Great show, wacky pricing 4 out of 5 stars.
14 of 14 people found this review helpful.

This is a great show, and well worth owning in my opinion. The question is, why does it cost $360 to buy all four seasons together when you can buy them each separately from Amazon for a total of about $275???

best show EVER - but not at this price! 3 out of 5 stars.
5 of 5 people found this review helpful.

This is my favourite show of all time - incredible art. And I do own all four of these seasons on DVD and think they are well worth buying and owning to watch over and over again - but don't waste your money and pay $360 for all 4 "together" when you can buy them separately for $65-$75 and not spend more than $300!! Do NOT buy this set, it is not worth it. Just buy them separately here on amazon or Costco has them at much cheaper prices!

From Life-Affirming to Lifeless 1 out of 5 stars.
5 of 24 people found this review helpful.

Six Feet Under is a rich meditation on death, and life. It's life, against the eternal (and very present backdrop) of death, finding meaning and richness: Claire's creative and coming-of-age journey, David's quest for love and identity, Nate's struggle with meaning and mortality, Ruth's sense of alienation as an aging widow. It also jolts the audience and characters out of denial of death to look at the value and urgency of getting on with our finite lives.

At least, so it was for two seasons.

The third season begins with a dream-sequence, and it's never quite clear when that ends... it just sort of mushes into an episode, and then a series of episodes, so bad, so flavorless, so without purchase, that I was wondering if the dream sequence had ended at all.

(If not, it's very tedious dream sequence. Speaking of which, those sequences in general, so interesting and amusing at first as they displayed characters thoughts spinning off crazily, have long-since gone stale, mostly because they're poorly thought out and badly realized.)

I wish that the reviews had been more accurate and honest. I wish that every review had been one star. That way, I would've just given up on the series at the end of season two, when it was still good, and figured that unresolved ending was just the way it was meant to be. I would've still loved it. Now, I just find the whole thing grating.

The main thing about season three is that there's just not enough substance. There is, in the entire season, enough for maybe half an episode of season one.

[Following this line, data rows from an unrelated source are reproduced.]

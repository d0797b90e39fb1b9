//! Dynamic electrical state.
//!
//! Every component carries two copies of [`PowerState`]: a *work* copy the
//! step passes mutate freely, and a *published* copy swapped in atomically at
//! the end of the step. Readers only ever see fully-integrated snapshots.
//!
//! Per-type dynamic state ([`TypeState`]) is work-side only; the quantities
//! readers care about (charge level, breaker temperature, tie positions) are
//! mirrored into the published side or the control block by the publisher.

use serde::{Deserialize, Serialize};

/// Electrical state of one component for one step.
///
/// "in" and "out" are relative to power flow direction, not wiring: for a
/// battery discharging, `out_volts`/`out_amps` face the bus; while charging,
/// current arrives on the *in* side instead.
#[derive(Debug, Clone, Default, Serialize, Deserialize)]
pub struct PowerState {
    pub in_volts: f64,
    pub out_volts: f64,
    pub in_amps: f64,
    pub out_amps: f64,
    /// Portion of `out_amps` flowing into short circuits downstream.
    pub short_amps: f64,
    pub in_pwr: f64,
    pub out_pwr: f64,
    pub in_freq: f64,
    pub out_freq: f64,
    /// Bitmask of source-table indices currently energizing this component.
    pub src_mask: u64,
    /// The source whose voltage won the paint pass at this component; the
    /// integration pass only descends along matching ownership.
    pub paint_src: Option<crate::SrcIdx>,
    /// Neighbor the winning paint arrived through. Integration re-enters a
    /// component only from this side, so ring topologies cannot double-count
    /// a subtree even when one source owns the whole ring.
    pub paint_upstream: Option<crate::CompId>,
    /// Simulated failure flag. A failed component stops conducting (loads
    /// stop drawing); it is not an engine error.
    pub failed: bool,
    /// Simulated short to ground.
    pub shorted: bool,
    /// Fraction of current reaching the real consumer when shorted; the
    /// remainder leaks. 1.0 when not shorted.
    pub leak_factor: f64,
}

impl PowerState {
    pub fn new() -> Self {
        PowerState {
            leak_factor: 1.0,
            ..Default::default()
        }
    }

    /// Zero the per-step electrical quantities, keeping the fault flags
    /// (those are re-merged from the control block separately).
    pub fn clear_electrical(&mut self) {
        self.in_volts = 0.0;
        self.out_volts = 0.0;
        self.in_amps = 0.0;
        self.out_amps = 0.0;
        self.short_amps = 0.0;
        self.in_pwr = 0.0;
        self.out_pwr = 0.0;
        self.in_freq = 0.0;
        self.out_freq = 0.0;
        self.src_mask = 0;
        self.paint_src = None;
        self.paint_upstream = None;
    }

    /// A component is powered when voltage has been painted onto its input.
    #[inline]
    pub fn is_powered(&self) -> bool {
        self.in_volts > 0.0
    }
}

/// Battery work state.
#[derive(Debug, Clone)]
pub struct BattState {
    /// Output current of the previous step; the voltage-sag law needs the
    /// draw before this step's voltage can be painted.
    pub prev_amps: f64,
    /// Relative state of charge, 0..=1.
    pub chg_rel: f64,
    /// Recharge power absorbed this step, Watts.
    pub rechg_w: f64,
    /// Cell temperature in Kelvin.
    pub temp_k: f64,
}

impl BattState {
    pub fn new(init_temp: f64) -> Self {
        BattState {
            prev_amps: 0.0,
            chg_rel: 1.0,
            rechg_w: 0.0,
            temp_k: init_temp,
        }
    }
}

/// Generator work state. The stabilization bounds are derived once from the
/// rpm band at construction.
#[derive(Debug, Clone)]
pub struct GenState {
    /// Current drive rpm (set through the control block or a callback).
    pub rpm: f64,
    /// Center of the governed rpm band.
    pub ctr_rpm: f64,
    /// Governor authority limits: `ctr_rpm / max_rpm` and `ctr_rpm / min_rpm`.
    pub min_stab: f64,
    pub max_stab: f64,
    /// Lagged correction factors for voltage and frequency regulation.
    pub stab_factor_u: f64,
    pub stab_factor_f: f64,
    /// Conversion efficiency of the previous step.
    pub eff: f64,
}

impl GenState {
    pub fn new(min_rpm: f64, max_rpm: f64) -> Self {
        let ctr_rpm = (min_rpm + max_rpm) / 2.0;
        GenState {
            rpm: ctr_rpm,
            ctr_rpm,
            min_stab: ctr_rpm / max_rpm,
            max_stab: ctr_rpm / min_rpm,
            stab_factor_u: 1.0,
            stab_factor_f: 1.0,
            eff: 1.0,
        }
    }
}

/// TRU / inverter / transformer work state.
#[derive(Debug, Clone)]
pub struct TruState {
    /// Charger back-off factor, 0..=1. Stays 1.0 for plain TRUs.
    pub chgr_regul: f64,
    /// Conversion efficiency of the previous step.
    pub eff: f64,
}

impl TruState {
    pub fn new() -> Self {
        TruState {
            chgr_regul: 1.0,
            eff: 1.0,
        }
    }
}

impl Default for TruState {
    fn default() -> Self {
        Self::new()
    }
}

/// Load work state.
#[derive(Debug, Clone)]
pub struct LoadState {
    /// Voltage across the input capacitor (0 when the load has none).
    pub incap_u: f64,
    /// Charge moved into the capacitor this step, Coulombs.
    pub incap_d_q: f64,
    /// Slowly-drifting multiplier on the baseline demand, around 1.0.
    pub random_load_factor: f64,
    /// Externally injected demand for this step (Watts or Amps per the
    /// load's mode), staged by the reset phase from the control block.
    pub ext_demand: f64,
}

impl LoadState {
    pub fn new() -> Self {
        LoadState {
            incap_u: 0.0,
            incap_d_q: 0.0,
            random_load_factor: 1.0,
            ext_demand: 0.0,
        }
    }
}

impl Default for LoadState {
    fn default() -> Self {
        Self::new()
    }
}

/// Breaker work state.
#[derive(Debug, Clone)]
pub struct CbState {
    /// Closed/open position the physics uses this step. Copied from the
    /// control block at reset so a mid-step toggle can't split the pass.
    pub wk_set: bool,
    /// Thermal state, 0..; reaching 1.0 trips the breaker open.
    pub temp: f64,
    /// Latched open by overcurrent (distinguishes a trip from a pull).
    pub tripped: bool,
}

impl CbState {
    pub fn new() -> Self {
        CbState {
            wk_set: true,
            temp: 0.0,
            tripped: false,
        }
    }
}

impl Default for CbState {
    fn default() -> Self {
        Self::new()
    }
}

/// Tie work state: one closed/open flag per link, copied from the control
/// block at reset.
#[derive(Debug, Clone, Default)]
pub struct TieState {
    pub wk_state: Vec<bool>,
}

/// Work-side per-type dynamic state.
#[derive(Debug, Clone)]
pub enum TypeState {
    Batt(BattState),
    Gen(GenState),
    Tru(TruState),
    Load(LoadState),
    Cb(CbState),
    Tie(TieState),
    /// Buses, shunts, diodes and label boxes carry no extra state.
    Passive,
}

impl TypeState {
    pub fn as_batt(&self) -> Option<&BattState> {
        match self {
            TypeState::Batt(s) => Some(s),
            _ => None,
        }
    }
    pub fn as_batt_mut(&mut self) -> Option<&mut BattState> {
        match self {
            TypeState::Batt(s) => Some(s),
            _ => None,
        }
    }
    pub fn as_gen(&self) -> Option<&GenState> {
        match self {
            TypeState::Gen(s) => Some(s),
            _ => None,
        }
    }
    pub fn as_gen_mut(&mut self) -> Option<&mut GenState> {
        match self {
            TypeState::Gen(s) => Some(s),
            _ => None,
        }
    }
    pub fn as_tru(&self) -> Option<&TruState> {
        match self {
            TypeState::Tru(s) => Some(s),
            _ => None,
        }
    }
    pub fn as_tru_mut(&mut self) -> Option<&mut TruState> {
        match self {
            TypeState::Tru(s) => Some(s),
            _ => None,
        }
    }
    pub fn as_load(&self) -> Option<&LoadState> {
        match self {
            TypeState::Load(s) => Some(s),
            _ => None,
        }
    }
    pub fn as_load_mut(&mut self) -> Option<&mut LoadState> {
        match self {
            TypeState::Load(s) => Some(s),
            _ => None,
        }
    }
    pub fn as_cb(&self) -> Option<&CbState> {
        match self {
            TypeState::Cb(s) => Some(s),
            _ => None,
        }
    }
    pub fn as_cb_mut(&mut self) -> Option<&mut CbState> {
        match self {
            TypeState::Cb(s) => Some(s),
            _ => None,
        }
    }
    pub fn as_tie(&self) -> Option<&TieState> {
        match self {
            TypeState::Tie(s) => Some(s),
            _ => None,
        }
    }
    pub fn as_tie_mut(&mut self) -> Option<&mut TieState> {
        match self {
            TypeState::Tie(s) => Some(s),
            _ => None,
        }
    }
}

#[cfg(test)]
mod tests {
    use super::*;

    #[test]
    fn test_clear_keeps_fault_flags() {
        let mut ps = PowerState::new();
        ps.in_volts = 28.0;
        ps.out_amps = 3.0;
        ps.src_mask = 0b101;
        ps.failed = true;
        ps.shorted = true;
        ps.leak_factor = 0.97;
        ps.clear_electrical();
        assert_eq!(ps.in_volts, 0.0);
        assert_eq!(ps.out_amps, 0.0);
        assert_eq!(ps.src_mask, 0);
        assert!(ps.failed);
        assert!(ps.shorted);
        assert_eq!(ps.leak_factor, 0.97);
    }

    #[test]
    fn test_gen_stab_bounds() {
        let gs = GenState::new(2000.0, 6000.0);
        assert_eq!(gs.ctr_rpm, 4000.0);
        assert!((gs.min_stab - 4000.0 / 6000.0).abs() < 1e-12);
        assert!((gs.max_stab - 2.0).abs() < 1e-12);
        assert!(gs.min_stab < 1.0 && gs.max_stab > 1.0);
    }

    #[test]
    fn test_is_powered() {
        let mut ps = PowerState::new();
        assert!(!ps.is_powered());
        ps.in_volts = 0.1;
        assert!(ps.is_powered());
    }
}
/// Integrate one component for source `src`, returning the amps its subtree
/// draws from `upstream`.
fn integrate_comp(
    net: &mut Network,
    src: SrcIdx,
    upstream: CompId,
    comp: CompId,
    depth: usize,
    d_t: f64,
) -> f64 {
    debug_assert!(
        depth < MAX_DEPTH,
        "integration depth limit hit; network is malformed"
    );
    if depth >= MAX_DEPTH {
        warn!(
            comp = net.comp(comp).name(),
            "integration depth limit hit; network is malformed"
        );
        return 0.0;
    }
    // Ownership is per component AND per arrival side: in a ring one source
    // paints both branches, and without the upstream check the pass would
    // re-enter the far side and count its subtree twice.
    {
        let ps = &net.comp(comp).ps;
        if ps.paint_src != Some(src) || ps.paint_upstream != Some(upstream) {
            return 0.0;
        }
    }

    match net.comp(comp).typ {
        CompType::Load => integrate_load(net, src, upstream, comp, d_t),
        CompType::Batt => integrate_charge_sink(net, src, upstream, comp),

        CompType::Gen | CompType::LabelBox => 0.0,

        CompType::Bus => {
            let peers: Vec<CompId> = {
                let c = net.comp(comp);
                if c.ps.failed {
                    return 0.0;
                }
                c.links
                    .iter()
                    .map(|l| l.peer)
                    .filter(|&p| p != upstream)
                    .collect()
            };
            let mut amps = 0.0;
            for peer in peers {
                let drawn = integrate_comp(net, src, comp, peer, depth + 1, d_t);
                let c = net.comp_mut(comp);
                if let Some(slot) = c.link_slot(peer) {
                    c.links[slot].src_amps[src.value()] = drawn;
                }
                amps += drawn;
            }
            let total = apply_leak(net, comp, amps);
            let c = net.comp_mut(comp);
            c.ps.in_amps = total;
            c.ps.out_amps = total;
            c.ps.in_pwr = c.ps.in_volts * total;
            c.ps.out_pwr = c.ps.in_pwr;
            if let Some(slot) = c.link_slot(upstream) {
                c.links[slot].src_amps[src.value()] = total;
            }
            total
        }

        CompType::Cb | CompType::Shunt => {
            let other = {
                let c = net.comp(comp);
                if c.ps.failed {
                    return 0.0;
                }
                if let Some(cb) = c.ts.as_cb() {
                    if !cb.wk_set {
                        return 0.0;
                    }
                }
                match c.links.iter().map(|l| l.peer).find(|&p| p != upstream) {
                    Some(p) => p,
                    None => return 0.0,
                }
            };
            let amps = integrate_comp(net, src, comp, other, depth + 1, d_t);
            let total = apply_leak(net, comp, amps);
            let c = net.comp_mut(comp);
            c.ps.in_amps = total;
            c.ps.out_amps = total;
            c.ps.in_pwr = c.ps.in_volts * total;
            c.ps.out_pwr = c.ps.in_pwr;
            for link in c.links.iter_mut() {
                link.src_amps[src.value()] = total;
            }
            total
        }

        CompType::Tie => {
            let peers: Vec<CompId> = {
                let c = net.comp(comp);
                let Some(up_slot) = c.link_slot(upstream) else {
                    return 0.0;
                };
                let closed = match c.ts.as_tie() {
                    Some(t) => &t.wk_state,
                    None => return 0.0,
                };
                if !closed.get(up_slot).copied().unwrap_or(false) {
                    return 0.0;
                }
                c.links
                    .iter()
                    .enumerate()
                    .filter(|&(slot, l)| slot != up_slot && closed[slot] && l.peer != upstream)
                    .map(|(_, l)| l.peer)
                    .collect()
            };
            let mut amps = 0.0;
            for peer in peers {
                let drawn = integrate_comp(net, src, comp, peer, depth + 1, d_t);
                let c = net.comp_mut(comp);
                if let Some(slot) = c.link_slot(peer) {
                    c.links[slot].src_amps[src.value()] = drawn;
                }
                amps += drawn;
            }
            let c = net.comp_mut(comp);
            c.ps.in_amps = amps;
            c.ps.out_amps = amps;
            c.ps.in_pwr = c.ps.in_volts * amps;
            c.ps.out_pwr = c.ps.in_pwr;
            if let Some(slot) = c.link_slot(upstream) {
                c.links[slot].src_amps[src.value()] = amps;
            }
            amps
        }

        CompType::Diode => {
            // Current only ever enters on the anode.
            let cathode_bus = {
                let c = net.comp(comp);
                if c.ps.failed || c.links[0].peer != upstream {
                    return 0.0;
                }
                c.links[1].peer
            };
            let amps = integrate_comp(net, src, comp, cathode_bus, depth + 1, d_t);
            let c = net.comp_mut(comp);
            c.ps.in_amps = amps;
            c.ps.out_amps = amps;
            c.ps.in_pwr = c.ps.in_volts * amps;
            c.ps.out_pwr = c.ps.in_pwr;
            for link in c.links.iter_mut() {
                link.src_amps[src.value()] = amps;
            }
            amps
        }

        CompType::Tru | CompType::Inv | CompType::Xfrmr => {
            integrate_converter(net, src, upstream, comp, depth, d_t)
        }
    }
}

Many said the first season was the best television show ever. Though I watch very little TV (I watched this all on DVD) season one is certainly by far the best show I've ever seen, more like a series of movies than television, and good movies at that.

The second season, though much inferior to the first, was still very good, with exceptional moments.

But the third season... well, it bears very, very little relation to the first two. The audience's interest is retained only by the soap opera aspects. (That happens with television: Audiences are still intrigued by the characters and the producers, though they're out of ideas, milk it for a while by turning the show into a soap opera.)

It's like the funeral home was indeed taken over by a corporation - seems to be the same establishment, but what's inside is totally different, and lifeless.

The characters are played by the same actors, of course, but even Rachel Griffiths can't do much with scripts that have become boring. Though everyone is still doing their jobs well, it seems like Lauren Ambrose (Claire) is the only other actor putting her heart into it.

The way the deaths were woven into the fabric of the episodes, so crucial to this series, is absent. It's just a business, and they might as well be selling lawnmowers. The scripts could be transferred to or from any other show, and seem to have been.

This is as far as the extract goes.